El mundo empresarial actual es más dinámico y volátil que nunca, y los CEOs de nuestras compañías no son inmunes a estos cambios.
La permanencia media de un CEO en su puesto es de entre tres y cinco años, y un 11% de los recién nombrados abandonan su cargo en su primer año.
Esta realidad nos obliga a las empresas a replantearnos nuestra estrategia de sucesión delos primeros ejecutivos.
Históricamente, la planificación de la sucesión del CEO ha sido un ejercicio reactivo y a corto plazo. Los Consejos de Administración suelen identificar a un sucesor cuando el CEO actual ya está cerca de dejar el puesto, asumiendo que el elegido podrá ocupar la posición sin problemas. Error.
Esta decisión se desarrolla en dos líneas; a) las empresas que confían en un opción interna que se arriesgan a quedarse sin un reemplazo adecuado si esa persona decide irse o no cumple con las expectativas, y b) las empresas que buscan un candidato externo, algo que se convierte en una carrera contra el tiempo, generando incertidumbre y un vacío de liderazgo que puede afectar la estabilidad de la empresa.
Para generar valor y sostenibilidad las empresas debemos adoptar una estrategia de mejora continua, que comienza desde el primer día del nuevo líder y se mantiene a lo largo del tiempo. Una estrategia que identifique y desarrolle talento en todos los niveles de la organización, asegurando una cantera constante de líderes preparados para asumir la responsabilidad en el futuro.

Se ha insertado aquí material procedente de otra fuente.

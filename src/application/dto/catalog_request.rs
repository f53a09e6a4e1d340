use crate::catalog::domain::{validate_sheet_set, SheetSpec};
use crate::catalog::policies::FieldAliases;
use crate::shared::Result;

/// CatalogRequest - Internal request DTO for the build-catalog use case
#[derive(Debug, Clone)]
pub struct CatalogRequest {
    /// Sheets to load, in normalization order
    pub sheets: Vec<SheetSpec>,
    /// Header spellings per logical field
    pub aliases: FieldAliases,
    /// Free-text search; empty matches everything
    pub search: String,
    /// Whether to build the sidebar tree
    pub include_tree: bool,
    /// Whether total load failure falls back to the sample dataset
    pub sample_fallback: bool,
}

impl CatalogRequest {
    pub fn builder() -> CatalogRequestBuilder {
        CatalogRequestBuilder::default()
    }
}

/// Builder for [`CatalogRequest`]
///
/// Defaults: the standard sheet set, default aliases, no search, no tree,
/// sample fallback enabled.
#[derive(Debug, Clone, Default)]
pub struct CatalogRequestBuilder {
    sheets: Option<Vec<SheetSpec>>,
    aliases: Option<FieldAliases>,
    search: Option<String>,
    include_tree: bool,
    no_sample_fallback: bool,
}

impl CatalogRequestBuilder {
    pub fn sheets(mut self, sheets: Vec<SheetSpec>) -> Self {
        self.sheets = Some(sheets);
        self
    }

    pub fn aliases(mut self, aliases: FieldAliases) -> Self {
        self.aliases = Some(aliases);
        self
    }

    pub fn search(mut self, query: impl Into<String>) -> Self {
        self.search = Some(query.into());
        self
    }

    pub fn include_tree(mut self, include_tree: bool) -> Self {
        self.include_tree = include_tree;
        self
    }

    pub fn sample_fallback(mut self, enabled: bool) -> Self {
        self.no_sample_fallback = !enabled;
        self
    }

    /// Validates and builds the request
    ///
    /// # Errors
    /// Returns an error if the sheet list is empty or names a sheet twice
    pub fn build(self) -> Result<CatalogRequest> {
        let sheets = self.sheets.unwrap_or_else(SheetSpec::default_set);
        validate_sheet_set(&sheets)?;

        Ok(CatalogRequest {
            sheets,
            aliases: self.aliases.unwrap_or_default(),
            search: self.search.unwrap_or_default(),
            include_tree: self.include_tree,
            sample_fallback: !self.no_sample_fallback,
        })
    }
}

Este enfoque multigeneracional no solo mitiga los riesgos de quedarse sin opciones, sino que también permite a las empresas adaptarse mejor a un entorno cambiante.
En un mundo donde los desafíos son cada vez más impredecibles, contar con un grupo diverso de candidatos con distintas fortalezas y experiencias es una ventaja competitiva.
Para que esta estrategia de mejora continua sea eficaz, los Consejos de Administración y sus Comisiones de Nombramientos y Retribuciones deben adoptar un enfoque estratégico y estructurado que al menos identifique las siguientes claves:
1. Alineamiento estratégico: consensuar qué tipo de liderazgo necesita la empresa a futuro, liderar es servir y hay que desarrollar las capacidades que lo soporten.
2. Evaluar capacidades: mirar más allá de la experiencia pasada y enfocarse en la mentalidad y el potencial de los candidatos.
3. Acelerar el desarrollo: brindar a los posibles sucesores oportunidades para adquirir nuevas habilidades y visibilidad dentro de la empresa.
4. Acceder al mercado: mantener relaciones con líderes externos y evaluar constantemente el talento disponible en la industria.
5. Activar el rendimiento: asegurar que el nuevo CEO cuente con el apoyo necesario para afrontar los retos de su nuevo rol.
La transición de liderazgo no puede ser un evento aislado ni una decisión de último momento. La progresión del CEO debe integrarse en la cultura organizacional como una parte fundamental del negocio. Solo así se garantizará una transición fluida, estabilidad y, en última instancia, el éxito a largo plazo de la empresa.
Las empresas que planifican con antelación no solo reducen los riesgos asociados a la sucesión del CEO, sino que también aseguran que el liderazgo se mantenga fuerte, adaptable y preparado para el futuro.
Es hora de que las empresas transformen la planificación de sucesión en una estrategia de progresión. El futuro de la organización depende de ello.
¡A por un mayo lleno de pequeñas decisiones de mejora! Disfruta.